Most of the time, Salesforce.com’s Marc Benioff is credited with inventing the new cloud model for delivering software via the Web.

But Larry Ellison, who once famously denounced the term “cloud computing,” is now standing up to take credit for the concept, if not the currently fashionable term.

NetSuite CEO Zach Nelson told Business Insider that he can vouch for Ellison. Nelson worked with Ellison, Benioff, and another key player, Evan Goldberg, at Oracle back in the 1990s.

Goldberg really thought up the idea of software as a service, says Nelson. Goldberg was “an incredible developer” and Ellison wanted to invest in him, according to Nelson.

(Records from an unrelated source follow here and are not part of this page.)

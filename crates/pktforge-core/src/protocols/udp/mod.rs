//! UDP (RFC 768).
//!
//! The payload decoder is chosen by destination port, then source port:
//! 53 decodes as DNS and 2152 as GTP-U with the built-in registry.

pub mod builder;
pub mod layout;
pub mod packet;

pub use builder::UdpBuilder;
pub use packet::{UdpHeader, UdpPacket};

In a meeting, Goldberg described his idea to Ellison of building “a version of Siebel but on the Internet,” Nelson says. (Siebel was the biggest customer-relationship management software maker of the day.)

Ellison said the idea was interesting but “no one runs their business on Siebel. You have to build the back office first, the accounting system and the ERP system, and then you build the other systems around it,” Nelson recounted.

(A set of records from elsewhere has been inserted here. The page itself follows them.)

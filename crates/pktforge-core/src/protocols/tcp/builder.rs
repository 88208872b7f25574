use std::net::IpAddr;

use crate::codec::builder::{build_payload, length_field, require};
use crate::codec::{
    BuildError, BuildPolicy, Header, Packet, PacketBuilder, calc_pseudo_checksum, check_width,
    padding_len, pseudo_length_bits,
};
use crate::protocols::numbers::{IpNumber, TcpPort};

use super::layout;
use super::option::TcpOption;
use super::packet::{TcpHeader, TcpPacket};

const PROTOCOL: &str = "TCP";

/// Staging object for a [`TcpPacket`].
///
/// Ports are required. Checksum correction also needs the source and
/// destination addresses of the enclosing IP header, of the same family.
#[derive(Default)]
pub struct TcpBuilder {
    src_port: Option<TcpPort>,
    dst_port: Option<TcpPort>,
    sequence_number: u32,
    acknowledgment_number: u32,
    data_offset: u8,
    reserved: u8,
    urg: bool,
    ack: bool,
    psh: bool,
    rst: bool,
    syn: bool,
    fin: bool,
    window: u16,
    checksum: u16,
    urgent_pointer: u16,
    options: Vec<TcpOption>,
    padding: Vec<u8>,
    src_addr: Option<IpAddr>,
    dst_addr: Option<IpAddr>,
    payload: Option<Box<dyn PacketBuilder>>,
    policy: BuildPolicy,
}

impl TcpBuilder {
    pub fn new() -> Self {
        Self::default()
    }

    pub(super) fn from_packet(packet: &TcpPacket) -> Self {
        let header = &packet.header;
        Self {
            src_port: Some(header.src_port),
            dst_port: Some(header.dst_port),
            sequence_number: header.sequence_number,
            acknowledgment_number: header.acknowledgment_number,
            data_offset: header.data_offset,
            reserved: header.reserved,
            urg: header.urg,
            ack: header.ack,
            psh: header.psh,
            rst: header.rst,
            syn: header.syn,
            fin: header.fin,
            window: header.window,
            checksum: header.checksum,
            urgent_pointer: header.urgent_pointer,
            options: header.options.clone(),
            padding: header.padding.clone(),
            src_addr: None,
            dst_addr: None,
            payload: packet
                .payload
                .clone()
                .map(|payload| Box::new(payload) as Box<dyn PacketBuilder>),
            policy: BuildPolicy::default(),
        }
    }

    pub fn src_port(mut self, port: TcpPort) -> Self {
        self.src_port = Some(port);
        self
    }

    pub fn dst_port(mut self, port: TcpPort) -> Self {
        self.dst_port = Some(port);
        self
    }

    pub fn sequence_number(mut self, value: u32) -> Self {
        self.sequence_number = value;
        self
    }

    pub fn acknowledgment_number(mut self, value: u32) -> Self {
        self.acknowledgment_number = value;
        self
    }

    pub fn data_offset(mut self, words: u8) -> Self {
        self.data_offset = words;
        self
    }

    pub fn reserved(mut self, reserved: u8) -> Self {
        self.reserved = reserved;
        self
    }

    pub fn urg(mut self, on: bool) -> Self {
        self.urg = on;
        self
    }

    pub fn ack(mut self, on: bool) -> Self {
        self.ack = on;
        self
    }

    pub fn psh(mut self, on: bool) -> Self {
        self.psh = on;
        self
    }

    pub fn rst(mut self, on: bool) -> Self {
        self.rst = on;
        self
    }

    pub fn syn(mut self, on: bool) -> Self {
        self.syn = on;
        self
    }

    pub fn fin(mut self, on: bool) -> Self {
        self.fin = on;
        self
    }

    pub fn window(mut self, window: u16) -> Self {
        self.window = window;
        self
    }

    pub fn checksum(mut self, checksum: u16) -> Self {
        self.checksum = checksum;
        self
    }

    pub fn urgent_pointer(mut self, value: u16) -> Self {
        self.urgent_pointer = value;
        self
    }

    pub fn options(mut self, options: Vec<TcpOption>) -> Self {
        self.options = options;
        self
    }

    pub fn padding(mut self, padding: Vec<u8>) -> Self {
        self.padding = padding;
        self
    }

    /// Pseudo-header source address, used only for checksum correction.
    pub fn src_addr(mut self, addr: impl Into<IpAddr>) -> Self {
        self.src_addr = Some(addr.into());
        self
    }

    pub fn dst_addr(mut self, addr: impl Into<IpAddr>) -> Self {
        self.dst_addr = Some(addr.into());
        self
    }

    pub fn payload<B: PacketBuilder + 'static>(mut self, payload: B) -> Self {
        self.payload = Some(Box::new(payload));
        self
    }

    pub fn payload_builder(mut self, payload: Option<Box<dyn PacketBuilder>>) -> Self {
        self.payload = payload;
        self
    }

    pub fn correct_length_at_build(mut self, on: bool) -> Self {
        self.policy.correct_length_at_build = on;
        self
    }

    pub fn correct_checksum_at_build(mut self, on: bool) -> Self {
        self.policy.correct_checksum_at_build = on;
        self
    }

    pub fn padding_at_build(mut self, on: bool) -> Self {
        self.policy.padding_at_build = on;
        self
    }

    pub fn policy(mut self, policy: BuildPolicy) -> Self {
        self.policy = policy;
        self
    }

    pub fn build(self) -> Result<TcpPacket, BuildError> {
        let src_port = require(self.src_port, PROTOCOL, "src_port")?;
        let dst_port = require(self.dst_port, PROTOCOL, "dst_port")?;
        let addrs = if self.policy.correct_checksum_at_build {
            let src = require(self.src_addr, PROTOCOL, "src_addr")?;
            let dst = require(self.dst_addr, PROTOCOL, "dst_addr")?;
            if src.is_ipv4() != dst.is_ipv4() {
                return Err(BuildError::invalid(
                    PROTOCOL,
                    format!("src_addr {} and dst_addr {} differ in family", src, dst),
                ));
            }
            Some((src, dst))
        } else {
            None
        };
        check_width(PROTOCOL, "reserved", u64::from(self.reserved), layout::RESERVED_BITS)?;
        for option in &self.options {
            option.validate()?;
        }
        if !self.policy.correct_length_at_build {
            check_width(
                PROTOCOL,
                "data_offset",
                u64::from(self.data_offset),
                layout::DATA_OFFSET_BITS,
            )?;
        }

        let (payload, payload_bytes) = build_payload(self.payload)?;

        let unpadded = layout::MIN_HEADER_LEN + TcpHeader::options_len(&self.options);
        let padding = if self.policy.padding_at_build {
            vec![0u8; padding_len(unpadded, layout::ALIGNMENT)]
        } else {
            self.padding
        };
        let header_len = unpadded + padding.len();

        let data_offset = if self.policy.correct_length_at_build {
            if header_len % layout::ALIGNMENT != 0 {
                return Err(BuildError::invalid(
                    PROTOCOL,
                    format!("header length {} is not a multiple of 4", header_len),
                ));
            }
            length_field(PROTOCOL, "data_offset", header_len / 4, layout::DATA_OFFSET_BITS)? as u8
        } else {
            self.data_offset
        };

        let mut header = TcpHeader {
            src_port,
            dst_port,
            sequence_number: self.sequence_number,
            acknowledgment_number: self.acknowledgment_number,
            data_offset,
            reserved: self.reserved,
            urg: self.urg,
            ack: self.ack,
            psh: self.psh,
            rst: self.rst,
            syn: self.syn,
            fin: self.fin,
            window: self.window,
            checksum: self.checksum,
            urgent_pointer: self.urgent_pointer,
            options: self.options,
            padding,
        };
        if let Some((src, dst)) = addrs {
            let segment_len = header.length() + payload_bytes.len();
            length_field(PROTOCOL, "segment_length", segment_len, pseudo_length_bits(src))?;
            header.checksum = 0;
            header.checksum = calc_pseudo_checksum(
                src,
                dst,
                IpNumber::TCP.value(),
                &header.raw_data(),
                &payload_bytes,
            )
            .ok_or_else(|| BuildError::invalid(PROTOCOL, "no pseudo-header for address pair"))?;
        }

        Ok(TcpPacket { header, payload })
    }
}

impl PacketBuilder for TcpBuilder {
    fn build_packet(self: Box<Self>) -> Result<Box<dyn Packet>, BuildError> {
        Ok(Box::new((*self).build()?))
    }
}

#[cfg(test)]
mod tests {
    use std::net::{Ipv4Addr, Ipv6Addr};

    use super::*;
    use crate::codec::UnknownPacket;

    fn base() -> TcpBuilder {
        TcpBuilder::new()
            .src_port(TcpPort(12345))
            .dst_port(TcpPort::HTTP)
            .sequence_number(1)
            .syn(true)
            .window(0x7210)
    }

    #[test]
    fn builds_syn_with_checksum() {
        let src = Ipv4Addr::new(10, 0, 0, 1);
        let dst = Ipv4Addr::new(10, 0, 0, 2);
        let packet = base()
            .src_addr(src)
            .dst_addr(dst)
            .policy(BuildPolicy::CORRECT_ALL)
            .build()
            .unwrap();
        assert_eq!(packet.header().data_offset(), 5);
        assert_eq!(packet.header().checksum(), 0xf945);
        assert!(packet.has_valid_checksum(src.into(), dst.into(), false));
    }

    #[test]
    fn checksum_covers_payload_over_ipv6() {
        let src = Ipv6Addr::LOCALHOST;
        let dst = Ipv6Addr::new(0xfe80, 0, 0, 0, 0, 0, 0, 1);
        let packet = base()
            .psh(true)
            .ack(true)
            .payload(UnknownPacket::builder(b"payload".to_vec()))
            .src_addr(src)
            .dst_addr(dst)
            .policy(BuildPolicy::CORRECT_ALL)
            .build()
            .unwrap();
        assert!(packet.has_valid_checksum(src.into(), dst.into(), false));
        assert_eq!(packet.length(), 27);
    }

    #[test]
    fn checksum_correction_requires_addresses() {
        let err = base().correct_checksum_at_build(true).build().unwrap_err();
        assert!(matches!(err, BuildError::MissingField { field: "src_addr", .. }));

        let err = base()
            .src_addr(Ipv4Addr::LOCALHOST)
            .dst_addr(Ipv6Addr::LOCALHOST)
            .correct_checksum_at_build(true)
            .build()
            .unwrap_err();
        assert!(matches!(err, BuildError::Invalid { .. }));
    }

    #[test]
    fn reserved_width_is_enforced() {
        let err = base().reserved(0x40).build().unwrap_err();
        assert!(matches!(err, BuildError::OutOfRange { field: "reserved", max: 63, .. }));
    }

    #[test]
    fn options_set_data_offset() {
        let packet = base()
            .options(vec![
                TcpOption::MaximumSegmentSize(1460),
                TcpOption::SackPermitted,
                TcpOption::WindowScale(7),
            ])
            .correct_length_at_build(true)
            .padding_at_build(true)
            .build()
            .unwrap();
        assert_eq!(packet.header().padding(), [0, 0, 0]);
        assert_eq!(packet.header().data_offset(), 8);
        assert_eq!(packet.raw_data().len(), 32);
    }

    #[test]
    fn option_length_must_fit_one_octet() {
        let unknown = |len: usize| TcpOption::Unknown {
            kind: crate::protocols::numbers::TcpOptionKind(99),
            data: vec![0; len],
        };
        assert!(base().options(vec![unknown(253)]).build().is_ok());

        let err = base().options(vec![unknown(300)]).build().unwrap_err();
        assert!(matches!(
            err,
            BuildError::OutOfRange { field: "option_length", value: 302, max: 255, .. }
        ));

        let blocks = vec![(1, 2); 32];
        let err = base().options(vec![TcpOption::Sack(blocks)]).build().unwrap_err();
        assert!(matches!(err, BuildError::OutOfRange { field: "option_length", .. }));
    }

    #[test]
    fn large_segments_checksum_without_overflow() {
        let payload = vec![0xff; 200_000];
        let src = Ipv6Addr::LOCALHOST;
        let dst = Ipv6Addr::new(0xfe80, 0, 0, 0, 0, 0, 0, 2);
        let packet = base()
            .payload(UnknownPacket::builder(payload.clone()))
            .src_addr(src)
            .dst_addr(dst)
            .policy(BuildPolicy::CORRECT_ALL)
            .build()
            .unwrap();
        assert!(packet.has_valid_checksum(src.into(), dst.into(), false));

        // The IPv4 pseudo-header length is 16 bits.
        let err = base()
            .payload(UnknownPacket::builder(payload))
            .src_addr(Ipv4Addr::new(10, 0, 0, 1))
            .dst_addr(Ipv4Addr::new(10, 0, 0, 2))
            .policy(BuildPolicy::CORRECT_ALL)
            .build()
            .unwrap_err();
        assert!(matches!(
            err,
            BuildError::OutOfRange { field: "segment_length", max: 0xffff, .. }
        ));
    }
}
//! Open enumerations of protocol codes.
//!
//! A named number is a transparent newtype over its wire code. Well-known
//! codes get associated constants and a display name; any other code is
//! still a valid value, so new codes never need a code change to decode.

/// Declare a named-number newtype.
///
/// ```
/// use pktforge_core::named_number;
///
/// named_number! {
///     /// Demo codes.
///     pub struct Colour(u8) {
///         RED = 1 => "red",
///         BLUE = 2 => "blue",
///     }
/// }
///
/// assert_eq!(Colour::RED.name(), "red");
/// assert_eq!(Colour(9).name(), "unknown");
/// assert_eq!(Colour::BLUE.to_string(), "2 (blue)");
/// ```
#[macro_export]
macro_rules! named_number {
    (
        $(#[$meta:meta])*
        pub struct $name:ident($repr:ty) {
            $( $(#[$cmeta:meta])* $konst:ident = $value:expr => $label:expr, )*
        }
    ) => {
        $(#[$meta])*
        #[derive(
            Debug, Clone, Copy, Default, PartialEq, Eq, Hash, PartialOrd, Ord, serde::Serialize,
        )]
        #[serde(transparent)]
        pub struct $name(pub $repr);

        #[allow(dead_code)]
        impl $name {
            $( $(#[$cmeta])* pub const $konst: $name = $name($value); )*

            pub const fn value(self) -> $repr {
                self.0
            }

            /// Display name for well-known codes.
            pub fn known_name(self) -> Option<&'static str> {
                $( if self.0 == $value { return Some($label); } )*
                None
            }

            pub fn name(self) -> &'static str {
                self.known_name().unwrap_or("unknown")
            }
        }

        impl From<$repr> for $name {
            fn from(value: $repr) -> Self {
                $name(value)
            }
        }

        impl From<$name> for $repr {
            fn from(value: $name) -> Self {
                value.0
            }
        }

        impl std::fmt::Display for $name {
            fn fmt(&self, f: &mut std::fmt::Formatter<'_>) -> std::fmt::Result {
                write!(f, "{} ({})", self.0, self.name())
            }
        }
    };
}

#[cfg(test)]
mod tests {
    named_number! {
        pub struct Demo(u16) {
            ONE = 1 => "one",
            BIG = 0x8000 => "big",
        }
    }

    #[test]
    fn known_and_unknown_codes() {
        assert_eq!(Demo::ONE.known_name(), Some("one"));
        assert_eq!(Demo(7).known_name(), None);
        assert_eq!(Demo::from(0x8000u16), Demo::BIG);
        assert_eq!(u16::from(Demo::BIG), 0x8000);
        assert_eq!(Demo(7).to_string(), "7 (unknown)");
    }

    #[test]
    fn serializes_as_bare_code() {
        assert_eq!(serde_json::to_value(Demo::ONE).unwrap(), serde_json::json!(1));
    }
}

So Goldberg agreed to do that and Ellison funded it. The company was born as NetLedger. It would later change its name to NetSuite.

Zach Nelson NetSuite CEO

YouTube/NetSuite

NetSuite CEO Zach Nelson

“There was one other guy in that conversation and that guy was Marc Benioff. Benioff called back two weeks later and said ‘I’m going to do that Siebel online thing,’ and that became Salesforce.com. Larry funded both of those companies,” says Nelson.

And until last year, Ellison held a soft spot in his heart for Benioff, giving him a keynote at Oracle’s annual conference OpenWorld.

That relationship fell apart in 2011. In 2005, Oracle bought Siebel, Benioff’s biggest competition, and a quiet feud began to simmer.  In 2011, Benioff got yanked from the speakers’ list at OpenWorld. So he invited everyone to come hear him talk at a hotel across the street.

This year, Benioff wasn’t invited to speak at OpenWorld at all.

Taking his place today at OracleWorld, in a prime keynote spot, was Nelson, who joined Goldberg’s company in 2002. He talked about a cozy new partnership with Oracle where NetSuite’s cloud software can work with Oracle’s E-Business Suite. The idea is to divide the market so that Oracle gets the big enterprise deals, and NetSuite gets the midsized deals and can even snag some business alongside Oracle.

Good thing Ellison hedged his cloud-computing bets.